Information shown =>
use std::cell::RefCell;
use std::collections::BTreeSet;
use std::fs::{self, File};
use std::io::Read;
use std::path::{Path, PathBuf};
use std::rc::Rc;

use zip::{CompressionMethod, ZipArchive};

use crate::android::manifest::BinaryManifest;
use crate::config::ProtectConfig;
use crate::dex::container::Container;
use crate::error::{ProtectError, ProtectResult};
use crate::protect::entry_point::{EntryPoint, LOAD_LIB_APP};
use crate::protect::filter::AcceptAll;
use crate::protect::native_build::NativeBuilder;
use crate::protect::strategy::ShuffledOpcodes;
use crate::protect::templates::OPCODE_HEADER;
use crate::protect::Protector;
use crate::tests::fixtures::*;

const BLOB: &str = "assets/blob.bin";

fn blob() -> Vec<u8> {
    (0..1500u32).map(|i| (i * 7 % 251) as u8).collect()
}

fn input_apk(path: &Path, app_name: Option<&str>) {
    let manifest = manifest(app_name);
    let dex: Vec<Vec<u8>> = three_containers()
        .iter()
        .map(|c| c.to_bytes().expect("serialize input"))
        .collect();
    let blob = blob();
    let mut entries: Vec<(&str, &[u8], CompressionMethod)> = vec![
        ("AndroidManifest.xml", manifest.as_slice(), CompressionMethod::Deflated),
        ("classes.dex", dex[0].as_slice(), CompressionMethod::Deflated),
        ("classes2.dex", dex[1].as_slice(), CompressionMethod::Deflated),
        ("classes3.dex", dex[2].as_slice(), CompressionMethod::Deflated),
    ];
    entries.extend([
        (BLOB, blob.as_slice(), CompressionMethod::Stored),
        ("res/layout/main.xml", b"<LinearLayout/>".as_slice(), CompressionMethod::Deflated),
        ("lib/arm64-v8a/libexisting.so", b"\x7fELF existing".as_slice(), CompressionMethod::Stored),
        ("META-INF/CERT.RSA", b"signature".as_slice(), CompressionMethod::Stored),
    ]);
    write_apk(path, &entries);
}

fn protector(work: &Path) -> Protector {
    Protector::new(ProtectConfig::default())
        .expect("default config")
        .with_policy(AcceptAll)
        .with_strategy(|| ShuffledOpcodes::from_seed(5))
        .with_builder(StubBuilder)
        .with_work_dir(work)
}

fn read(archive: &mut ZipArchive<File>, name: &str) -> Vec<u8> {
    let mut entry = archive.by_name(name).unwrap_or_else(|_| panic!("{} missing", name));
    let mut data = Vec::new();
    entry.read_to_end(&mut data).expect("read entry");
    data
}

#[test]
fn protects_an_apk_without_application_class() {
    let dir = tempfile::tempdir().expect("tempdir");
    let input = dir.path().join("in.apk");
    let output = dir.path().join("out.apk");
    let work = dir.path().join("work");
    input_apk(&input, None);

    let report = protector(&work).protect(&input, &output).expect("protect");
    assert_eq!(report.package, PACKAGE);
    assert_eq!(report.entry_point, EntryPoint::Synthesized(LOAD_LIB_APP.to_string()));
    assert_eq!(report.application, "com.dexnative.protect.LoadLibApp");
    assert_eq!(report.input_containers, 3);
    assert_eq!(report.output_containers, 1);
    assert_eq!(report.abis, vec!["arm64-v8a"]);
    assert_eq!(report.libraries, vec!["lib/arm64-v8a/libdexnative.so"]);
    assert!(report.native_methods >= 4);
    // scratch space is gone
    assert_eq!(fs::read_dir(&work).expect("work dir").count(), 0);

    let mut archive = ZipArchive::new(File::open(&output).expect("open output")).expect("output zip");
    let names: BTreeSet<String> = archive.file_names().map(str::to_string).collect();
    assert!(!names.contains("META-INF/CERT.RSA"));
    assert!(!names.contains("classes2.dex"));
    assert!(names.contains("res/layout/main.xml"));
    assert!(names.contains("lib/arm64-v8a/libexisting.so"));

    let manifest = BinaryManifest::from_bytes(&read(&mut archive, "AndroidManifest.xml")).expect("manifest");
    assert_eq!(manifest.application_name().expect("name"), "com.dexnative.protect.LoadLibApp");
    assert_eq!(read(&mut archive, "lib/arm64-v8a/libdexnative.so"), b"\x7fELF arm64-v8a");

    let primary = Container::from_bytes(&read(&mut archive, "classes.dex")).expect("primary");
    for desc in [UTIL, SCREEN, BASE, APP, LOAD_LIB_APP, "Lcom/dexnative/protect/NativeUtil;"] {
        assert!(primary.contains(desc), "{} missing", desc);
    }
    let run = primary.get(APP).and_then(|c| c.methods().find(|m| m.method.name == "run")).expect("run");
    assert!(run.is_native());
}

#[test]
fn retained_stored_entries_are_byte_identical() {
    let dir = tempfile::tempdir().expect("tempdir");
    let input = dir.path().join("in.apk");
    let output = dir.path().join("out.apk");
    input_apk(&input, None);
    protector(&dir.path().join("work")).protect(&input, &output).expect("protect");

    let mut before = ZipArchive::new(File::open(&input).expect("open input")).expect("input zip");
    let mut after = ZipArchive::new(File::open(&output).expect("open output")).expect("output zip");
    for name in [BLOB, "lib/arm64-v8a/libexisting.so"] {
        let (crc, size) = {
            let e = before.by_name(name).expect("input entry");
            (e.crc32(), e.size())
        };
        let e = after.by_name(name).expect("output entry");
        assert_eq!(e.compression(), CompressionMethod::Stored);
        assert_eq!((e.crc32(), e.size()), (crc, size), "{}", name);
    }
    assert_eq!(read(&mut after, BLOB), blob());
}

#[test]
fn existing_application_keeps_the_manifest_name() {
    let dir = tempfile::tempdir().expect("tempdir");
    let input = dir.path().join("in.apk");
    let output = dir.path().join("out.apk");
    input_apk(&input, Some("com.example.App"));

    let report = protector(&dir.path().join("work"))
        .without_native_build()
        .protect(&input, &output)
        .expect("protect");
    assert_eq!(report.entry_point, EntryPoint::Existing(BASE.to_string()));
    assert_eq!(report.application, "com.example.App");
    assert!(report.libraries.is_empty());

    let mut archive = ZipArchive::new(File::open(&output).expect("open output")).expect("output zip");
    let manifest = BinaryManifest::from_bytes(&read(&mut archive, "AndroidManifest.xml")).expect("manifest");
    assert_eq!(manifest.application_name().expect("name"), "com.example.App");
    assert!(archive.by_name("lib/arm64-v8a/libdexnative.so").is_err());
    let primary = Container::from_bytes(&read(&mut archive, "classes.dex")).expect("primary");
    assert!(!primary.contains(LOAD_LIB_APP));
}

#[test]
fn input_without_manifest_is_rejected() {
    let dir = tempfile::tempdir().expect("tempdir");
    let input = dir.path().join("in.apk");
    write_apk(&input, &[("classes.dex", b"dex\n035\0".as_slice(), CompressionMethod::Stored)]);
    let err = protector(&dir.path().join("work"))
        .protect(&input, &dir.path().join("out.apk"))
        .unwrap_err();
    assert!(matches!(err, ProtectError::Manifest(_)), "{}", err);
    assert!(!dir.path().join("out.apk").exists());
}

#[test]
fn input_without_containers_is_rejected() {
    let dir = tempfile::tempdir().expect("tempdir");
    let input = dir.path().join("in.apk");
    let manifest = manifest(None);
    write_apk(&input, &[("AndroidManifest.xml", manifest.as_slice(), CompressionMethod::Deflated)]);
    let err = protector(&dir.path().join("work"))
        .protect(&input, &dir.path().join("out.apk"))
        .unwrap_err();
    assert!(matches!(err, ProtectError::Invariant(_)), "{}", err);
}

#[test]
fn undefined_declared_application_is_rejected() {
    let dir = tempfile::tempdir().expect("tempdir");
    let input = dir.path().join("in.apk");
    let output = dir.path().join("out.apk");
    input_apk(&input, Some("com.example.Missing"));

    let err = protector(&dir.path().join("work")).protect(&input, &output).unwrap_err();
    assert!(matches!(err, ProtectError::Invariant(_)), "{}", err);
    assert!(err.to_string().contains("com.example.Missing"), "{}", err);
    assert!(!output.exists());
}

/// Records the opcode header each build compiles against.
struct HeaderRecorder(Rc<RefCell<Vec<String>>>);

impl NativeBuilder for HeaderRecorder {
    fn build(&self, source_root: &Path, build_root: &Path, abi: &str) -> ProtectResult<Vec<PathBuf>> {
        let header = fs::read_to_string(source_root.join(OPCODE_HEADER)).expect("templated header");
        self.0.borrow_mut().push(header);
        StubBuilder.build(source_root, build_root, abi)
    }
}

#[test]
fn every_run_shuffles_opcodes_anew() {
    let dir = tempfile::tempdir().expect("tempdir");
    let template = dir.path().join("template");
    fs::create_dir_all(&template).expect("template dir");
    fs::write(
        template.join(OPCODE_HEADER),
        "enum Opcode {\n    OP_NOP = 0x00,\n};\nstatic const void* _name[kNumPackedOpcodes] = {\n};\n",
    )
    .expect("write header");
    let input = dir.path().join("in.apk");
    input_apk(&input, None);

    let headers = Rc::new(RefCell::new(Vec::new()));
    let config = ProtectConfig {
        template_dir: Some(template),
        ..ProtectConfig::default()
    };
    let protector = Protector::new(config)
        .expect("config")
        .with_policy(AcceptAll)
        .with_builder(HeaderRecorder(headers.clone()))
        .with_work_dir(dir.path().join("work"));
    protector.protect(&input, &dir.path().join("a.apk")).expect("first run");
    protector.protect(&input, &dir.path().join("b.apk")).expect("second run");

    let headers = headers.borrow();
    assert_eq!(headers.len(), 2);
    assert!(headers[0].contains("OP_ADD_INT = 0x"));
    assert_ne!(headers[0], headers[1]);
}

Problem details => Please give back, exactly as it stands above, the stretch from the line with "use crate::protect::native_build::NativeBuilder;" through the line with "let mut entries: Vec<(&str, &[u8], CompressionMethod)>", and no line outside it.

Final answer =>
use crate::protect::native_build::NativeBuilder;
use crate::protect::strategy::ShuffledOpcodes;
use crate::protect::templates::OPCODE_HEADER;
use crate::protect::Protector;
use crate::tests::fixtures::*;

const BLOB: &str = "assets/blob.bin";

fn blob() -> Vec<u8> {
    (0..1500u32).map(|i| (i * 7 % 251) as u8).collect()
}

fn input_apk(path: &Path, app_name: Option<&str>) {
    let manifest = manifest(app_name);
    let dex: Vec<Vec<u8>> = three_containers()
        .iter()
        .map(|c| c.to_bytes().expect("serialize input"))
        .collect();
    let blob = blob();
    let mut entries: Vec<(&str, &[u8], CompressionMethod)> = vec![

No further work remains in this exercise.